O Bloco Apaxes do Tororó integrou a programação do Carnaval da Bahia 2026 no Circuito Osmar, levando ao Campo Grande manifestações culturais ligadas às matrizes africanas e afro-indígenas. O desfile reforçou a diversidade que marca a folia de Salvador e evidenciou a contribuição das entidades culturais para a preservação da identidade da festa.
Ao som de atabaques e com figurinos inspirados na ancestralidade, o cortejo apresentou elementos simbólicos da formação cultural da Bahia, reunindo música, dança e expressões tradicionais. Para a foliã Marileide Costa, participar do desfile é uma forma de reconectar-se às raízes.

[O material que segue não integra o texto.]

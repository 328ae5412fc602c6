//! Shared configuration types.

use serde::{Deserialize, Serialize};
use std::path::PathBuf;

/// Line encoding of the process log stream.
#[derive(Debug, Clone, Copy, PartialEq, Eq, Default, Serialize, Deserialize)]
#[serde(rename_all = "lowercase")]
pub enum LogFormat {
    /// Compact single-line text for terminals.
    #[default]
    Text,
    /// One JSON object per event, fields flattened, for log shippers.
    Json,
}

/// Logging configuration.
#[derive(Debug, Clone, Serialize, Deserialize)]
#[serde(default)]
pub struct LoggingConfig {
    /// Filter directive applied when `RUST_LOG` is unset,
    /// e.g. `"info"` or `"clubcast_webrtc=debug,info"`.
    pub filter: String,
    pub format: LogFormat,
    /// Append events to this file instead of stdout.
    pub file_path: Option<PathBuf>,
}

impl Default for LoggingConfig {
    fn default() -> Self {
        Self {
            filter: "info".to_string(),
            format: LogFormat::Text,
            file_path: None,
        }
    }
}

#[cfg(test)]
mod tests {
    use super::*;

    #[test]
    fn test_defaults() {
        let config = LoggingConfig::default();
        assert_eq!(config.filter, "info");
        assert_eq!(config.format, LogFormat::Text);
        assert!(config.file_path.is_none());
    }

    #[test]
    fn test_deserialize_fills_missing_fields() {
        let config: LoggingConfig = serde_json::from_str(r#"{"format":"json"}"#).unwrap();
        assert_eq!(config.format, LogFormat::Json);
        assert_eq!(config.filter, "info");
        assert!(config.file_path.is_none());
    }

    #[test]
    fn test_format_roundtrip() {
        assert_eq!(serde_json::to_string(&LogFormat::Text).unwrap(), r#""text""#);
        assert_eq!(
            serde_json::from_str::<LogFormat>(r#""json""#).unwrap(),
            LogFormat::Json
        );
    }
}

“É uma retomada. Acho que a gente precisa se apropriar daquilo que é nosso. A cultura está aí, a gente produz muita cultura e, muitas vezes, acaba se afastando disso”, afirmou.

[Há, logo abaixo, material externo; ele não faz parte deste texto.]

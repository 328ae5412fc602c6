//! Test helpers and fixtures shared across the workspace's tests.

use crate::media::{MediaDescriptor, MediaKind, RtpCodecParams};
use crate::path::{AuthCredentials, Path, PathError, PathManager};
use crate::stream::Stream;
use async_trait::async_trait;
use dashmap::DashMap;
use parking_lot::Mutex;
use std::sync::Arc;
use uuid::Uuid;
use webrtc::rtp::packet::Packet;

/// H.264 video descriptor
#[must_use]
pub fn h264_video() -> MediaDescriptor {
    MediaDescriptor {
        kind: MediaKind::Video,
        codec: RtpCodecParams {
            mime_type: "video/H264".to_string(),
            clock_rate: 90000,
            channels: 0,
            sdp_fmtp_line:
                "level-asymmetry-allowed=1;packetization-mode=1;profile-level-id=42001f"
                    .to_string(),
            payload_type: 102,
        },
    }
}

/// VP8 video descriptor
#[must_use]
pub fn vp8_video() -> MediaDescriptor {
    MediaDescriptor {
        kind: MediaKind::Video,
        codec: RtpCodecParams {
            mime_type: "video/VP8".to_string(),
            clock_rate: 90000,
            channels: 0,
            sdp_fmtp_line: String::new(),
            payload_type: 96,
        },
    }
}

/// Opus audio descriptor
#[must_use]
pub fn opus_audio() -> MediaDescriptor {
    MediaDescriptor {
        kind: MediaKind::Audio,
        codec: RtpCodecParams {
            mime_type: "audio/opus".to_string(),
            clock_rate: 48000,
            channels: 2,
            sdp_fmtp_line: "minptime=10;useinbandfec=1".to_string(),
            payload_type: 111,
        },
    }
}

/// G.722 audio descriptor
#[must_use]
pub fn g722_audio() -> MediaDescriptor {
    MediaDescriptor {
        kind: MediaKind::Audio,
        codec: RtpCodecParams {
            mime_type: "audio/G722".to_string(),
            clock_rate: 8000,
            channels: 1,
            sdp_fmtp_line: String::new(),
            payload_type: 9,
        },
    }
}

/// A video codec the WebRTC front-end does not carry
#[must_use]
pub fn unsupported_video() -> MediaDescriptor {
    MediaDescriptor {
        kind: MediaKind::Video,
        codec: RtpCodecParams {
            mime_type: "video/H265".to_string(),
            clock_rate: 90000,
            channels: 0,
            sdp_fmtp_line: String::new(),
            payload_type: 98,
        },
    }
}

/// Minimal RTP packet with the given sequence number
#[must_use]
pub fn rtp_packet(sequence_number: u16) -> Packet {
    let mut packet = Packet::default();
    packet.header.version = 2;
    packet.header.sequence_number = sequence_number;
    packet
}

#[derive(Debug)]
struct StaticPathState {
    stream: Option<Arc<Stream>>,
    publisher: Option<Uuid>,
}

/// A single path of the [`StaticPathManager`].
#[derive(Debug)]
pub struct StaticPath {
    name: String,
    state: Mutex<StaticPathState>,
}

impl StaticPath {
    fn new(name: &str) -> Arc<Self> {
        Arc::new(Self {
            name: name.to_string(),
            state: Mutex::new(StaticPathState {
                stream: None,
                publisher: None,
            }),
        })
    }
}

#[async_trait]
impl Path for StaticPath {
    fn name(&self) -> &str {
        &self.name
    }

    async fn start_publisher(
        &self,
        session_id: Uuid,
        medias: Vec<MediaDescriptor>,
        _generate_rtp_packets: bool,
    ) -> Result<Arc<Stream>, PathError> {
        let stream = Stream::new(medias);
        let mut state = self.state.lock();
        state.stream = Some(Arc::clone(&stream));
        state.publisher = Some(session_id);
        Ok(stream)
    }

    async fn remove_publisher(&self, session_id: Uuid) {
        let mut state = self.state.lock();
        if state.publisher == Some(session_id) {
            state.publisher = None;
            state.stream = None;
        }
    }

    async fn remove_reader(&self, session_id: Uuid) {
        if let Some(stream) = self.state.lock().stream.as_ref() {
            stream.remove_reader(session_id);
        }
    }
}

/// In-memory broker: routes by path name, optionally checks one fixed set
/// of credentials, and reports `"no one is publishing"` for idle paths.
#[derive(Default)]
pub struct StaticPathManager {
    paths: DashMap<String, Arc<StaticPath>>,
    credentials: Option<(String, String)>,
}

impl StaticPathManager {
    #[must_use]
    pub fn new() -> Self {
        Self::default()
    }

    /// Require this user/pass pair on every request.
    #[must_use]
    pub fn with_credentials(user: &str, pass: &str) -> Self {
        Self {
            paths: DashMap::new(),
            credentials: Some((user.to_string(), pass.to_string())),
        }
    }

    /// Seed `path_name` with an already-running publisher stream.
    pub fn publish(&self, path_name: &str, medias: Vec<MediaDescriptor>) -> Arc<Stream> {
        let path = self.get_or_create(path_name);
        let stream = Stream::new(medias);
        let mut state = path.state.lock();
        state.stream = Some(Arc::clone(&stream));
        state.publisher = Some(Uuid::new_v4());
        stream
    }

    fn get_or_create(&self, path_name: &str) -> Arc<StaticPath> {
        self.paths
            .entry(path_name.to_string())
            .or_insert_with(|| StaticPath::new(path_name))
            .clone()
    }

    fn authenticate(&self, credentials: &AuthCredentials) -> Result<(), PathError> {
        if let Some((user, pass)) = &self.credentials {
            if &credentials.user != user || &credentials.pass != pass {
                return Err(PathError::Authentication("invalid credentials".to_string()));
            }
        }
        Ok(())
    }
}

#[async_trait]
impl PathManager for StaticPathManager {
    async fn add_publisher(
        &self,
        path_name: &str,
        credentials: AuthCredentials,
    ) -> Result<Arc<dyn Path>, PathError> {
        self.authenticate(&credentials)?;
        let path = self.get_or_create(path_name);
        if path.state.lock().publisher.is_some() {
            return Err(PathError::Other(format!(
                "someone is already publishing on path '{path_name}'"
            )));
        }
        Ok(path)
    }

    async fn add_reader(
        &self,
        path_name: &str,
        credentials: AuthCredentials,
    ) -> Result<(Arc<dyn Path>, Arc<Stream>), PathError> {
        self.authenticate(&credentials)?;
        let path = self.get_or_create(path_name);
        let stream = path.state.lock().stream.clone();
        match stream {
            Some(stream) => Ok((path, stream)),
            None => Err(PathError::Other(format!(
                "no one is publishing on path '{path_name}'"
            ))),
        }
    }
}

Com coreografias e musicalidade próprias, o bloco transformou o circuito em um espaço de afirmação cultural. Para a foliã Verônica Mucúna, o retorno do Apaxes às ruas tem forte simbolismo.

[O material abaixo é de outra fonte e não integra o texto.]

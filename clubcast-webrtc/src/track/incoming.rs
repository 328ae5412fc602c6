//! Incoming (published) track handling.

use super::RecordingWriter;
use crate::config::KEYFRAME_REQUEST_INTERVAL;
use crate::error::SessionError;
use crate::peer_connection::PeerConnection;
use crate::room::Room;
use clubcast_core::media::{MediaDescriptor, MediaKind, RtpCodecParams};
use clubcast_core::stream::Stream;
use std::sync::Arc;
use tokio_util::sync::CancellationToken;
use tokio_util::task::TaskTracker;
use webrtc::rtcp::payload_feedbacks::picture_loss_indication::PictureLossIndication;
use webrtc::rtp_transceiver::rtp_codec::RTPCodecType;
use webrtc::rtp_transceiver::rtp_receiver::RTCRtpReceiver;
use webrtc::track::track_remote::TrackRemote;

/// A remote track received from a publisher, forwarded into the path's
/// stream and, while the room records, into a codec writer.
#[derive(Debug)]
pub struct IncomingTrack {
    track: Arc<TrackRemote>,
    _receiver: Arc<RTCRtpReceiver>,
    media: MediaDescriptor,
}

impl IncomingTrack {
    /// Wrap a remote track, validating that its codec is one we carry.
    pub(crate) fn new(
        track: Arc<TrackRemote>,
        receiver: Arc<RTCRtpReceiver>,
    ) -> Result<Self, SessionError> {
        let params = track.codec();
        let capability = params.capability;

        let kind = match track.kind() {
            RTPCodecType::Audio => MediaKind::Audio,
            RTPCodecType::Video => MediaKind::Video,
            _ => {
                return Err(SessionError::UnsupportedTrackCodec(
                    capability.mime_type.clone(),
                ))
            }
        };

        let media = MediaDescriptor {
            kind,
            codec: RtpCodecParams {
                mime_type: capability.mime_type.clone(),
                clock_rate: capability.clock_rate,
                channels: capability.channels,
                sdp_fmtp_line: capability.sdp_fmtp_line,
                payload_type: params.payload_type,
            },
        };

        if !media.is_supported() {
            return Err(SessionError::UnsupportedTrackCodec(capability.mime_type));
        }

        Ok(Self {
            track,
            _receiver: receiver,
            media,
        })
    }

    pub fn media(&self) -> &MediaDescriptor {
        &self.media
    }

    pub fn kind(&self) -> MediaKind {
        self.media.kind
    }

    /// Start forwarding RTP into the stream and, while the room records,
    /// into the writer. Video tracks also get a periodic keyframe request
    /// toward the publisher.
    pub(crate) fn start(
        &self,
        tracker: &TaskTracker,
        ctx: CancellationToken,
        pc: Arc<PeerConnection>,
        stream: Arc<Stream>,
        writer: Option<RecordingWriter>,
        room: Arc<Room>,
    ) {
        let kind = self.media.kind;

        if kind == MediaKind::Video {
            let media_ssrc = self.track.ssrc();
            let pli_ctx = ctx.clone();
            let pli_pc = Arc::clone(&pc);
            tracker.spawn(async move {
                let mut ticker = tokio::time::interval(KEYFRAME_REQUEST_INTERVAL);
                loop {
                    tokio::select! {
                        _ = pli_ctx.cancelled() => break,
                        _ = ticker.tick() => {
                            let pli = PictureLossIndication {
                                sender_ssrc: 0,
                                media_ssrc,
                            };
                            if pli_pc.write_rtcp(&[Box::new(pli)]).await.is_err() {
                                break;
                            }
                        }
                    }
                }
            });
        }

        let track = Arc::clone(&self.track);
        tracker.spawn(async move {
            loop {
                tokio::select! {
                    _ = ctx.cancelled() => break,
                    res = track.read_rtp() => match res {
                        Ok((packet, _)) => {
                            let packet = Arc::new(packet);
                            stream.write_rtp(kind, Arc::clone(&packet));

                            if let Some(writer) = &writer {
                                if room.is_recording() {
                                    if let Err(err) = writer.write_rtp(&packet) {
                                        tracing::warn!(
                                            kind = %kind,
                                            error = %err,
                                            "recording write failed"
                                        );
                                    }
                                }
                            }
                        }
                        Err(err) => {
                            tracing::debug!(kind = %kind, error = %err, "track read ended");
                            break;
                        }
                    },
                }
            }
        });
    }
}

“Essa retomada do bloco, de origem afro-indígena e com tanta história para contar, é muito significativa. É uma honra fazer parte desse movimento histórico e de resistência”, declarou.
Neste ano, o desfile ganhou ainda mais força com a participação do cantor e percussionista Carlinhos Brown. O bloco também conta com apoio do Programa Ouro Negro, iniciativa da Secretaria de Cultura do Estado (Secult-BA), que em 2026 alcança investimento recorde de R$ 17 milhões destinados ao fortalecimento de entidades culturais de matrizes africanas na capital e no interior.
Para o presidente do bloco, Adelmo Costa, o programa é essencial para a permanência das organizações culturais.
“O Ouro Negro é muito bom. Eu acredito que, se não existisse, muitas entidades já tinham acabado”, afirmou.